Selecting meaningful features is central in the analysis of scientific data. Today's multivariate scientific datasets are often large and complex making it difficult to define general features of interest significant to scientific applications. To address this problem, we propose three general, spatiotemporal metrics to quantify the significant properties of data features--concentration, continuity and co-occurrence, named collectively as CO3. We implemented an interactive visualization system to investigate complex multivariate time-varying data from satellite remote sensing with great spatial resolutions, as well as from real-time continental-scale power grid monitoring with great temporal resolutions. The system integrates CO3 metrics with an elegant multi-space user interaction tool to provide various forms of quantitative user feedback. Through these, the system supports an iterative user-driven analysis process. Our findings demonstrate that the CO3 metrics are useful for simplifying the problem space and revealing potential unknown possibilities of scientific discoveries by assisting users to effectively select significant features and groups of features for visualization and analysis. Users can then comprehend the problem better and design future studies using newly discovered scientific hypotheses.

Bio:
Jian Huang is an associate professor in the Department of Electrical Engineering and Computer Science and also associate director of the NSF funded remote data analysis and visualization center at the University of Tennessee, Knoxville.

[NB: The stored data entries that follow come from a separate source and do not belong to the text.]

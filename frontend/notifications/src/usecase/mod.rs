pub mod contracts;
pub mod error;
pub mod notifications;
pub mod polling;
pub mod provider;
pub mod push;
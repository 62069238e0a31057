use crate::domain::notification::{NotificationCategory, NotificationType};

pub const DEFAULT_PAGE_LIMIT: u32 = 20;

/// Query for one page of the notification list view. Not persisted.
#[derive(Debug, Clone, PartialEq, Eq)]
pub struct NotificationFilter {
    pub is_read: Option<bool>,
    pub category: Option<NotificationCategory>,
    pub notification_type: Option<NotificationType>,
    pub search: Option<String>,
    pub page: u32,
    pub limit: u32,
}

impl Default for NotificationFilter {
    fn default() -> Self {
        Self {
            is_read: None,
            category: None,
            notification_type: None,
            search: None,
            page: 1,
            limit: DEFAULT_PAGE_LIMIT,
        }
    }
}

impl NotificationFilter {
    pub fn unread() -> Self {
        Self {
            is_read: Some(false),
            ..Default::default()
        }
    }

    pub fn with_limit(mut self, limit: u32) -> Self {
        self.limit = limit;
        self
    }

    pub fn with_page(mut self, page: u32) -> Self {
        self.page = page.max(1);
        self
    }

    pub fn query_pairs(&self) -> Vec<(&'static str, String)> {
        let mut pairs = vec![("page", self.page.to_string()), ("limit", self.limit.to_string())];

        if let Some(is_read) = self.is_read {
            pairs.push(("isRead", is_read.to_string()));
        }
        if let Some(category) = self.category {
            pairs.push(("category", category.to_string()));
        }
        if let Some(notification_type) = self.notification_type {
            pairs.push(("type", notification_type.to_string()));
        }
        if let Some(search) = self.search.as_deref().map(str::trim).filter(|s| !s.is_empty()) {
            pairs.push(("search", search.to_string()));
        }

        pairs
    }
}

#[cfg(test)]
mod tests {
    use super::*;

    #[test]
    fn test_default_query_has_only_paging() {
        let pairs = NotificationFilter::default().query_pairs();

        assert_eq!(pairs, vec![("page", "1".to_string()), ("limit", "20".to_string())]);
    }

    #[test]
    fn test_query_includes_set_filters() {
        let filter = NotificationFilter {
            is_read: Some(false),
            category: Some(NotificationCategory::Ledger),
            notification_type: Some(NotificationType::Error),
            search: Some("  invoice ".to_string()),
            page: 3,
            limit: 50,
        };

        let pairs = filter.query_pairs();

        assert!(pairs.contains(&("isRead", "false".to_string())));
        assert!(pairs.contains(&("category", "ledger".to_string())));
        assert!(pairs.contains(&("type", "error".to_string())));
        assert!(pairs.contains(&("search", "invoice".to_string())));
        assert!(pairs.contains(&("page", "3".to_string())));
    }

    #[test]
    fn test_blank_search_is_omitted() {
        let filter = NotificationFilter {
            search: Some("   ".to_string()),
            ..Default::default()
        };

        assert!(filter.query_pairs().iter().all(|(k, _)| *k != "search"));
    }

    #[test]
    fn test_page_is_at_least_one() {
        assert_eq!(NotificationFilter::default().with_page(0).page, 1);
    }
}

His research focuses on large data visualization, multivariate visualization, and parallel, distributed and remote visualization. He received a BEng in electrical engineering from the Nanjing University of Posts and Telecom, China in 1996. During his subsequent graduate study at the Ohio State University, he was awarded an MS degree in computer science and an MS degree in biomedical engineering, both in 1998, and a PhD degree in computer science in 2001. Dr. Huang's research has been funded by National Science Foundation and Department of Energy. Dr. Huang is a recipient of DOE Early Career Principal Investigator Award in 2004.